Adapted from Anna Quindlen's acclaimed novel, One True Thing
is the latest film in the terminal disease cum moving women's
melodrama genre (Stepmom, Beaches, etc). It's sure to have sensitive
audiences reaching for their tissues, while others will easily resist
its more cynically manipulative designs.
The film explores familiar territory, but first time screen
writer Karen Croner brings some rich emotional depths to the material.
The film is also an insightful exploration of the complex and
uncomfortable relationship between parents and their children.

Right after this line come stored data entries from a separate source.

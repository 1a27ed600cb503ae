//! Implementation of `maxpath inspect <file>`.
//!
//! Parses a graph JSON file and prints summary statistics to stdout:
//! - node count
//! - edge instance count (parallel edges counted individually)
//! - distinct edge count (by (source, target) endpoint pair)
//! - self-loop count
//! - count of nodes with no outgoing edge
//!
//! In `--format json` mode a single JSON object is emitted to stdout.
//! In human mode, aligned key/value lines are printed.
//!
//! Statistics are computed from the decoded document directly; a file that
//! would fail graph construction (duplicate IDs, dangling endpoints) still
//! inspects, which is useful precisely when debugging such files.
//!
//! Exit codes: 0 = success, 2 = decode failure.
use std::collections::HashSet;

use maxpath_core::GraphFile;

use crate::OutputFormat;
use crate::error::CliError;

/// Statistics gathered from a decoded [`GraphFile`].
pub struct InspectStats {
    /// Graph display name, if the file carries one.
    pub name: Option<String>,
    /// Total number of node entries.
    pub node_count: usize,
    /// Total number of edge entries, parallel edges counted individually.
    pub edge_count: usize,
    /// Number of distinct (source, target) endpoint pairs.
    pub distinct_edge_count: usize,
    /// Number of edges whose source and target are the same node.
    pub self_loop_count: usize,
    /// Number of nodes that no edge leaves. These contribute no candidate
    /// paths to the search.
    pub sink_count: usize,
}

impl InspectStats {
    /// Computes statistics from a decoded [`GraphFile`].
    pub fn from_file(file: &GraphFile) -> Self {
        let mut distinct: HashSet<(&str, &str)> = HashSet::new();
        let mut sources: HashSet<&str> = HashSet::new();
        let mut self_loop_count = 0;

        for edge in &file.edges {
            distinct.insert((edge.source.as_str(), edge.target.as_str()));
            sources.insert(edge.source.as_str());
            if edge.source == edge.target {
                self_loop_count += 1;
            }
        }

        let sink_count = file
            .nodes
            .iter()
            .filter(|n| !sources.contains(n.as_str()))
            .count();

        InspectStats {
            name: file.name.clone(),
            node_count: file.nodes.len(),
            edge_count: file.edges.len(),
            distinct_edge_count: distinct.len(),
            self_loop_count,
            sink_count,
        }
    }
}

/// Runs the `inspect` command.
///
/// # Errors
///
/// Returns [`CliError::IoError`] if stdout cannot be written.
pub fn run(file: &GraphFile, format: &OutputFormat) -> Result<(), CliError> {
    let stats = InspectStats::from_file(file);

    let stdout = std::io::stdout();
    let mut out = stdout.lock();

    match format {
        OutputFormat::Human => print_human(&mut out, &stats),
        OutputFormat::Json => print_json(&mut out, &stats),
    }
    .map_err(|e| CliError::IoError {
        source: "stdout".to_owned(),
        detail: e.to_string(),
    })
}

/// Writes aligned key/value lines.
fn print_human<W: std::io::Write>(w: &mut W, stats: &InspectStats) -> std::io::Result<()> {
    if let Some(name) = &stats.name {
        writeln!(w, "name:            {name}")?;
    }
    writeln!(w, "nodes:           {}", stats.node_count)?;
    writeln!(w, "edges:           {}", stats.edge_count)?;
    writeln!(w, "distinct edges:  {}", stats.distinct_edge_count)?;
    writeln!(w, "self-loops:      {}", stats.self_loop_count)?;
    writeln!(w, "sink nodes:      {}", stats.sink_count)?;
    Ok(())
}

/// Writes the statistics as a single JSON object.
fn print_json<W: std::io::Write>(w: &mut W, stats: &InspectStats) -> std::io::Result<()> {
    let mut root = serde_json::Map::new();
    if let Some(name) = &stats.name {
        root.insert(
            "name".to_owned(),
            serde_json::Value::String(name.clone()),
        );
    }
    root.insert("nodes".to_owned(), serde_json::Value::from(stats.node_count));
    root.insert("edges".to_owned(), serde_json::Value::from(stats.edge_count));
    root.insert(
        "distinct_edges".to_owned(),
        serde_json::Value::from(stats.distinct_edge_count),
    );
    root.insert(
        "self_loops".to_owned(),
        serde_json::Value::from(stats.self_loop_count),
    );
    root.insert(
        "sink_nodes".to_owned(),
        serde_json::Value::from(stats.sink_count),
    );

    writeln!(w, "{}", serde_json::Value::Object(root))
}

#[cfg(test)]
mod tests {
    #![allow(clippy::expect_used)]

    use maxpath_core::GraphFileEdge;

    use super::*;

    fn edge(source: &str, target: &str) -> GraphFileEdge {
        GraphFileEdge {
            source: source.to_owned(),
            target: target.to_owned(),
        }
    }

    fn fixture() -> GraphFile {
        GraphFile {
            name: Some("G1".to_owned()),
            nodes: vec![
                "a".to_owned(),
                "b".to_owned(),
                "c".to_owned(),
                "d".to_owned(),
            ],
            edges: vec![
                edge("a", "b"),
                edge("a", "b"),
                edge("b", "c"),
                edge("c", "c"),
            ],
        }
    }

    #[test]
    fn stats_count_everything() {
        let stats = InspectStats::from_file(&fixture());
        assert_eq!(stats.node_count, 4);
        assert_eq!(stats.edge_count, 4);
        assert_eq!(stats.distinct_edge_count, 3);
        assert_eq!(stats.self_loop_count, 1);
        // "d" has no outgoing edge; neither does anything make "d" a source.
        assert_eq!(stats.sink_count, 1);
    }

    #[test]
    fn stats_on_empty_file() {
        let file = GraphFile {
            name: None,
            nodes: vec![],
            edges: vec![],
        };
        let stats = InspectStats::from_file(&file);
        assert_eq!(stats.node_count, 0);
        assert_eq!(stats.edge_count, 0);
        assert_eq!(stats.sink_count, 0);
    }

    #[test]
    fn human_output_contains_counts() {
        let stats = InspectStats::from_file(&fixture());
        let mut buf = Vec::new();
        print_human(&mut buf, &stats).expect("write");
        let out = String::from_utf8(buf).expect("utf8");
        assert!(out.contains("name:"), "output: {out}");
        assert!(out.contains("G1"), "output: {out}");
        assert!(out.contains("nodes:           4"), "output: {out}");
        assert!(out.contains("self-loops:      1"), "output: {out}");
    }

    #[test]
    fn json_output_shape() {
        let stats = InspectStats::from_file(&fixture());
        let mut buf = Vec::new();
        print_json(&mut buf, &stats).expect("write");
        let v: serde_json::Value = serde_json::from_slice(&buf).expect("valid JSON");
        assert_eq!(v["name"], "G1");
        assert_eq!(v["nodes"], 4);
        assert_eq!(v["distinct_edges"], 3);
        assert_eq!(v["self_loops"], 1);
        assert_eq!(v["sink_nodes"], 1);
    }
}
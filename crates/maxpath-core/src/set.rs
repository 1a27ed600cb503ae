/// The set abstraction backing the search engine's transient state.
///
/// Three pieces of search state share one container contract: the
/// visited-node set, the current-path edge set, and the best-path-so-far
/// edge set. [`OrderedSet`] provides that contract — duplicate-free,
/// mutable, insertion-ordered — with O(1) average membership instead of
/// the linear scans a naive representation would need.
///
/// # Structural edge identity
///
/// Path membership compares edges by their endpoint pair, not by instance:
/// two parallel edges connecting the same (source, target) nodes are the
/// same edge for the purposes of "has this edge been used". [`EdgeKey`]
/// captures that identity; edge sets are `OrderedSet<EdgeKey>`.
use std::collections::HashSet;
use std::hash::Hash;

use petgraph::stable_graph::NodeIndex;

// ---------------------------------------------------------------------------
// EdgeKey
// ---------------------------------------------------------------------------

/// Structural identity of a directed edge: the ordered (source, target)
/// pair of node indices.
///
/// Equality and hashing are over the pair, so distinct parallel edge
/// instances between the same endpoints collapse to one key.
#[derive(Debug, Clone, Copy, PartialEq, Eq, Hash)]
pub struct EdgeKey {
    /// Index of the node the edge leaves.
    pub source: NodeIndex,
    /// Index of the node the edge enters.
    pub target: NodeIndex,
}

impl EdgeKey {
    /// Returns `true` if the edge starts and ends on the same node.
    ///
    /// Self-loops can never extend a simple path; the search rejects them
    /// on the visited-node check, but callers reporting statistics also
    /// want to identify them directly.
    pub fn is_self_loop(&self) -> bool {
        self.source == self.target
    }
}

// ---------------------------------------------------------------------------
// OrderedSet
// ---------------------------------------------------------------------------

/// A duplicate-free, insertion-ordered set.
///
/// Backed by a `Vec<T>` for iteration order and a `HashSet<T>` for O(1)
/// average membership. All mutating operations keep the two views
/// consistent.
///
/// Contract:
/// - [`insert`](OrderedSet::insert) is idempotent — inserting a present
///   element is a no-op and never creates duplicate membership.
/// - [`remove`](OrderedSet::remove) of an absent element is a no-op, not
///   an error.
/// - [`copy_from`](OrderedSet::copy_from) replaces the destination's
///   contents with an exact copy of the source's, order included.
#[derive(Debug, Clone, Default)]
pub struct OrderedSet<T: Copy + Eq + Hash> {
    items: Vec<T>,
    index: HashSet<T>,
}

impl<T: Copy + Eq + Hash> OrderedSet<T> {
    /// Creates an empty set.
    pub fn new() -> Self {
        OrderedSet {
            items: Vec::new(),
            index: HashSet::new(),
        }
    }

    /// Returns `true` if `element` was previously inserted and not since
    /// removed.
    pub fn contains(&self, element: T) -> bool {
        self.index.contains(&element)
    }

    /// Adds `element` to the set. No-op if already present.
    pub fn insert(&mut self, element: T) {
        if self.index.insert(element) {
            self.items.push(element);
        }
    }

    /// Removes `element` from the set if present; no-op otherwise.
    ///
    /// The relative order of the remaining elements is preserved.
    pub fn remove(&mut self, element: T) {
        if self.index.remove(&element) {
            if let Some(pos) = self.items.iter().position(|i| *i == element) {
                self.items.remove(pos);
            }
        }
    }

    /// Returns the number of distinct elements currently in the set.
    pub fn len(&self) -> usize {
        self.items.len()
    }

    /// Returns `true` if the set holds no elements.
    pub fn is_empty(&self) -> bool {
        self.items.is_empty()
    }

    /// Removes all elements.
    pub fn clear(&mut self) {
        self.items.clear();
        self.index.clear();
    }

    /// Replaces this set's contents with an exact copy of `source`.
    pub fn copy_from(&mut self, source: &OrderedSet<T>) {
        self.items.clear();
        self.items.extend_from_slice(&source.items);
        self.index.clone_from(&source.index);
    }

    /// Iterates the elements in insertion order.
    pub fn iter(&self) -> std::iter::Copied<std::slice::Iter<'_, T>> {
        self.items.iter().copied()
    }

    /// Returns the elements as a slice in insertion order.
    pub fn as_slice(&self) -> &[T] {
        &self.items
    }
}

impl<'a, T: Copy + Eq + Hash> IntoIterator for &'a OrderedSet<T> {
    type Item = T;
    type IntoIter = std::iter::Copied<std::slice::Iter<'a, T>>;

    fn into_iter(self) -> Self::IntoIter {
        self.iter()
    }
}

Ellen Gulden (Renee Zellweger, from Jerry Maguire, etc) is
establishing her own career as a journalist in New York, when she
comes home for a family visit. Ambitious, hard and unforgiving, Ellen
has always viewed these visits home as intolerable. She has always
idolised her father George (William Hurt), a brilliant academic and
writer, while she looks down upon her mother Kate (Meryl Streep), who
has devoted her life to domestic duties and community work.
The family is stricken when Kate is diagnosed with terminal
cancer. Ellen is reluctantly persuaded to put her career on hold and
remain home to care for her. She eventually comes to view both her
family and the wider community from her mother's perspective, which
unexpectedly changes her own outlook. She comes to appreciate her
mother's hidden strengths, while finally recognising her father's
flaws and failures.
One True Thing is a fairly downbeat experience, and there is
precious little relief from its litany of pain, suffering and misery.
It has all the elements of being a first class tearjerker, but this
potentially moving drama is let down by some lapses in judgement from
director Carl Franklin. Better known for his superb crime thrillers
One False Move, Devil In A Blue Dress, Franklin seems a little
uncomfortable with the demands of this domestic drama.
Part of the problem lies in the clumsy structure, clearly a
hangover from the novel. The film unfolds in a series of extended
flashbacks as Ellen relates the tragic story behind her mother's death
to the local district attorney. This cumbersome device only serves to
slow down the film and interrupt the smooth flow of the devastating
Franklin however seems more comfortable working with his
actors, and he draws marvellous performances from his three stars.
Streep is typically superb, and her beautifully understated
performance is both painfully realistic and moving. Although Streep
was nominated for an Oscar, it is Zellweger who delivers the more
demanding performance. Her character undergoes the greatest change
during the course of the movie, moving from vulnerability and awkward
lack of confidence to discover hidden reserves of strength. Hurt is
effective in a more restrained, low key but intelligent performance.
Unfortunately, as Streep dies a slow and lingering death, the
film slowly dies along with her. One True Thing ultimately seems far
too long to have the desired emotional impact, and many within the
audience will tire of the film well before its climactic revelation.